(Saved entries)
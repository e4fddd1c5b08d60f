//! The stored-procedure module the adapter relies on.
//!
//! The names and positional arguments below are a contract with procedures
//! deployed on the store independently of this crate. Every function takes
//! the bin name first. [`execute`] is the in-process rendition used by
//! [`super::MemoryBackend`]: it runs against the current bin value and leaves
//! the new value (or `None` to drop the bin) in `slot`.

use crate::backend::{BackendError, Value};

pub const MODULE: &str = "redis";

pub const STRLEN: &str = "strlen";
pub const GETRANGE: &str = "getrange";
pub const SETRANGE: &str = "setrange";
pub const ADD: &str = "add";
pub const INCRBYFLOAT: &str = "incrbyfloat";
pub const LPUSH: &str = "lpush";
pub const RPUSH: &str = "rpush";
pub const LPUSHX: &str = "lpushx";
pub const RPUSHX: &str = "rpushx";
pub const LPOP: &str = "lpop";
pub const RPOP: &str = "rpop";
pub const LLEN: &str = "llen";
pub const LSET: &str = "lset";
pub const LINDEX: &str = "lindex";
pub const LINSERT: &str = "linsert";
pub const LRANGE: &str = "lrange";
pub const LREM: &str = "lrem";
pub const LTRIM: &str = "ltrim";

pub const FUNCTIONS: [&str; 18] = [
    STRLEN, GETRANGE, SETRANGE, ADD, INCRBYFLOAT, LPUSH, RPUSH, LPUSHX, RPUSHX, LPOP, RPOP, LLEN,
    LSET, LINDEX, LINSERT, LRANGE, LREM, LTRIM,
];

/// Largest string a bin may hold, matching Redis' `proto-max-bulk-len`.
pub const MAX_STRING_LENGTH: usize = 512 * 1024 * 1024;

const WRONG_TYPE: &str = "WRONGTYPE Operation against a key holding the wrong kind of value";
const STRING_TOO_LONG: &str = "ERR string exceeds maximum allowed size (proto-max-bulk-len)";

pub fn is_known(function: &str) -> bool {
    FUNCTIONS.contains(&function)
}

/// Runs `function` against the bin value in `slot`. `arguments` excludes the
/// bin name.
pub fn execute(
    function: &str,
    arguments: &[Value],
    slot: &mut Option<Value>,
) -> Result<Value, BackendError> {
    match function {
        STRLEN => Ok(Value::Integer(string_of(slot)?.len() as i64)),
        GETRANGE => {
            let current = string_of(slot)?;
            let start = integer_argument(arguments, 0)?;
            let end = integer_argument(arguments, 1)?;

            match normalize_range(current.len(), start, end) {
                Some((start, end)) => Ok(Value::String(
                    String::from_utf8_lossy(&current.as_bytes()[start..=end]).into_owned(),
                )),
                None => Ok(Value::String(String::new())),
            }
        }
        SETRANGE => {
            let offset = integer_argument(arguments, 0)?;
            let value = string_argument(arguments, 1)?;
            let mut current = string_of(slot)?.into_bytes();

            if offset < 0 {
                return Err(procedure_error("ERR offset is out of range"));
            }
            if value.is_empty() {
                return Ok(Value::Integer(current.len() as i64));
            }

            let offset = usize::try_from(offset).map_err(|_| procedure_error(STRING_TOO_LONG))?;
            let end = offset
                .checked_add(value.len())
                .filter(|end| *end <= MAX_STRING_LENGTH)
                .ok_or_else(|| procedure_error(STRING_TOO_LONG))?;

            if current.len() < end {
                current.resize(end, 0);
            }
            current[offset..end].copy_from_slice(value.as_bytes());

            let length = current.len() as i64;
            *slot = Some(Value::String(String::from_utf8_lossy(&current).into_owned()));
            Ok(Value::Integer(length))
        }
        ADD => {
            let delta = integer_argument(arguments, 0)?;
            let current = string_of(slot)?;
            let current = if current.is_empty() {
                0
            } else {
                current
                    .parse::<i64>()
                    .map_err(|_| procedure_error("ERR value is not an integer or out of range"))?
            };

            let sum = current
                .checked_add(delta)
                .ok_or_else(|| procedure_error("ERR increment or decrement would overflow"))?;
            *slot = Some(Value::String(sum.to_string()));
            Ok(Value::Integer(sum))
        }
        INCRBYFLOAT => {
            let delta = parse_float(string_argument(arguments, 0)?)?;
            let current = string_of(slot)?;
            let current = if current.is_empty() {
                0.0
            } else {
                parse_float(&current)?
            };

            let sum = current + delta;
            if !sum.is_finite() {
                return Err(procedure_error(
                    "ERR increment would produce NaN or Infinity",
                ));
            }

            let formatted = format_float(sum);
            *slot = Some(Value::String(formatted.clone()));
            Ok(Value::String(formatted))
        }
        LPUSH | RPUSH => {
            let values = list_argument(arguments, 0)?;
            let mut list = list_of(slot)?;
            push_values(&mut list, values, function == LPUSH);

            let length = list.len() as i64;
            *slot = Some(Value::List(list));
            Ok(Value::Integer(length))
        }
        LPUSHX | RPUSHX => {
            let values = list_argument(arguments, 0)?;
            if slot.is_none() {
                return Ok(Value::Integer(0));
            }

            let mut list = list_of(slot)?;
            push_values(&mut list, values, function == LPUSHX);

            let length = list.len() as i64;
            *slot = Some(Value::List(list));
            Ok(Value::Integer(length))
        }
        LPOP | RPOP => {
            let count = match arguments.first() {
                Some(_) => Some(integer_argument(arguments, 0)?),
                None => None,
            };
            let mut list = list_of(slot)?;

            if list.is_empty() {
                return Ok(Value::Nil);
            }

            let amount = match count {
                Some(count) if count < 0 => {
                    return Err(procedure_error("ERR value is out of range, must be positive"));
                }
                Some(count) => (count as usize).min(list.len()),
                None => 1,
            };

            let popped = if function == LPOP {
                list.drain(..amount).collect::<Vec<Value>>()
            } else {
                let mut tail = list.split_off(list.len() - amount);
                tail.reverse();
                tail
            };

            store_list(slot, list);

            match count {
                Some(_) => Ok(Value::List(popped)),
                None => Ok(popped.into_iter().next().unwrap_or(Value::Nil)),
            }
        }
        LLEN => Ok(Value::Integer(list_of(slot)?.len() as i64)),
        LSET => {
            let index = integer_argument(arguments, 0)?;
            let value = string_argument(arguments, 1)?;

            if slot.is_none() {
                return Err(procedure_error("ERR no such key"));
            }

            let mut list = list_of(slot)?;
            let Some(position) = normalize_index(list.len(), index) else {
                return Err(procedure_error("ERR index out of range"));
            };

            list[position] = Value::String(value.to_string());
            *slot = Some(Value::List(list));
            Ok(Value::String("OK".to_string()))
        }
        LINDEX => {
            let index = integer_argument(arguments, 0)?;
            let list = list_of(slot)?;

            match normalize_index(list.len(), index) {
                Some(position) => Ok(list[position].clone()),
                None => Ok(Value::Nil),
            }
        }
        LINSERT => {
            let placement = string_argument(arguments, 0)?.to_uppercase();
            let pivot = string_argument(arguments, 1)?;
            let value = string_argument(arguments, 2)?;

            if placement != "BEFORE" && placement != "AFTER" {
                return Err(procedure_error("ERR syntax error"));
            }
            if slot.is_none() {
                return Ok(Value::Integer(0));
            }

            let mut list = list_of(slot)?;
            let Some(position) = list.iter().position(|element| element.as_str() == Some(pivot))
            else {
                return Ok(Value::Integer(-1));
            };

            let position = if placement == "BEFORE" {
                position
            } else {
                position + 1
            };
            list.insert(position, Value::String(value.to_string()));

            let length = list.len() as i64;
            *slot = Some(Value::List(list));
            Ok(Value::Integer(length))
        }
        LRANGE => {
            let start = integer_argument(arguments, 0)?;
            let stop = integer_argument(arguments, 1)?;
            let list = list_of(slot)?;

            match normalize_range(list.len(), start, stop) {
                Some((start, stop)) => Ok(Value::List(list[start..=stop].to_vec())),
                None => Ok(Value::List(Vec::new())),
            }
        }
        LREM => {
            let count = integer_argument(arguments, 0)?;
            let value = string_argument(arguments, 1)?;
            let mut list = list_of(slot)?;

            let limit = if count == 0 {
                usize::MAX
            } else {
                count.unsigned_abs() as usize
            };
            let mut removed = 0;

            if count >= 0 {
                list.retain(|element| {
                    if removed < limit && element.as_str() == Some(value) {
                        removed += 1;
                        false
                    } else {
                        true
                    }
                });
            } else {
                list.reverse();
                list.retain(|element| {
                    if removed < limit && element.as_str() == Some(value) {
                        removed += 1;
                        false
                    } else {
                        true
                    }
                });
                list.reverse();
            }

            if removed > 0 {
                store_list(slot, list);
            }
            Ok(Value::Integer(removed as i64))
        }
        LTRIM => {
            let start = integer_argument(arguments, 0)?;
            let stop = integer_argument(arguments, 1)?;
            let list = list_of(slot)?;

            if slot.is_some() {
                let kept = match normalize_range(list.len(), start, stop) {
                    Some((start, stop)) => list[start..=stop].to_vec(),
                    None => Vec::new(),
                };
                store_list(slot, kept);
            }
            Ok(Value::String("OK".to_string()))
        }
        _ => Err(procedure_error(&format!("ERR unknown procedure '{}'", function))),
    }
}

/// Normalizes inclusive Redis range indexes, where negative values count
/// from the end. Returns `None` when the range selects nothing.
pub fn normalize_range(length: usize, start: i64, end: i64) -> Option<(usize, usize)> {
    let length = length as i64;

    if length == 0 {
        return None;
    }

    let start = if start < 0 { length + start } else { start }.max(0);
    let end = if end < 0 { length + end } else { end }.min(length - 1);

    if start >= length || start > end {
        return None;
    }

    Some((start as usize, end as usize))
}

fn normalize_index(length: usize, index: i64) -> Option<usize> {
    let length = length as i64;
    let position = if index < 0 { length + index } else { index };

    if position < 0 || position >= length {
        None
    } else {
        Some(position as usize)
    }
}

fn push_values(list: &mut Vec<Value>, values: &[Value], at_head: bool) {
    for value in values {
        if at_head {
            list.insert(0, value.clone());
        } else {
            list.push(value.clone());
        }
    }
}

// Empty lists do not exist in Redis, so the bin goes away with its last element.
fn store_list(slot: &mut Option<Value>, list: Vec<Value>) {
    if list.is_empty() {
        *slot = None;
    } else {
        *slot = Some(Value::List(list));
    }
}

fn string_of(slot: &Option<Value>) -> Result<String, BackendError> {
    match slot {
        None | Some(Value::Nil) => Ok(String::new()),
        Some(Value::String(s)) => Ok(s.clone()),
        Some(Value::Integer(i)) => Ok(i.to_string()),
        Some(Value::List(_)) => Err(procedure_error(WRONG_TYPE)),
    }
}

fn list_of(slot: &Option<Value>) -> Result<Vec<Value>, BackendError> {
    match slot {
        None | Some(Value::Nil) => Ok(Vec::new()),
        Some(Value::List(list)) => Ok(list.clone()),
        Some(_) => Err(procedure_error(WRONG_TYPE)),
    }
}

fn parse_float(input: &str) -> Result<f64, BackendError> {
    input
        .trim()
        .parse::<f64>()
        .ok()
        .filter(|value| value.is_finite())
        .ok_or_else(|| procedure_error("ERR value is not a valid float"))
}

fn integer_argument(arguments: &[Value], index: usize) -> Result<i64, BackendError> {
    match arguments.get(index) {
        Some(Value::Integer(i)) => Ok(*i),
        _ => Err(invalid_arguments()),
    }
}

fn string_argument(arguments: &[Value], index: usize) -> Result<&str, BackendError> {
    match arguments.get(index) {
        Some(Value::String(s)) => Ok(s),
        _ => Err(invalid_arguments()),
    }
}

fn list_argument(arguments: &[Value], index: usize) -> Result<&[Value], BackendError> {
    match arguments.get(index) {
        Some(Value::List(values)) => Ok(values),
        _ => Err(invalid_arguments()),
    }
}

fn invalid_arguments() -> BackendError {
    procedure_error("ERR invalid procedure arguments")
}

/// Renders a float the way the procedure runtime prints numbers: 14
/// significant digits, trailing zeros dropped, exponent form outside
/// `1e-4..1e14`.
fn format_float(value: f64) -> String {
    let scientific = format!("{:.13e}", value);
    let Some((mantissa, exponent)) = scientific.split_once('e') else {
        return scientific;
    };
    let exponent = exponent.parse::<i32>().unwrap_or(0);

    if !(-4..14).contains(&exponent) {
        let sign = if exponent < 0 { '-' } else { '+' };
        return format!("{}e{}{:02}", trim_zeros(mantissa), sign, exponent.abs());
    }

    let decimals = (13 - exponent) as usize;
    trim_zeros(&format!("{:.*}", decimals, value)).to_string()
}

fn trim_zeros(number: &str) -> &str {
    if number.contains('.') {
        number.trim_end_matches('0').trim_end_matches('.')
    } else {
        number
    }
}

fn procedure_error(message: &str) -> BackendError {
    BackendError::Procedure(message.to_string())
}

EXERCISE DESCRIPTION ▸ Look for the word "BEFORE" in the data, then return every line that contains it.

SOLUTION ▸
            if placement != "BEFORE" && placement != "AFTER" {
            let position = if placement == "BEFORE" {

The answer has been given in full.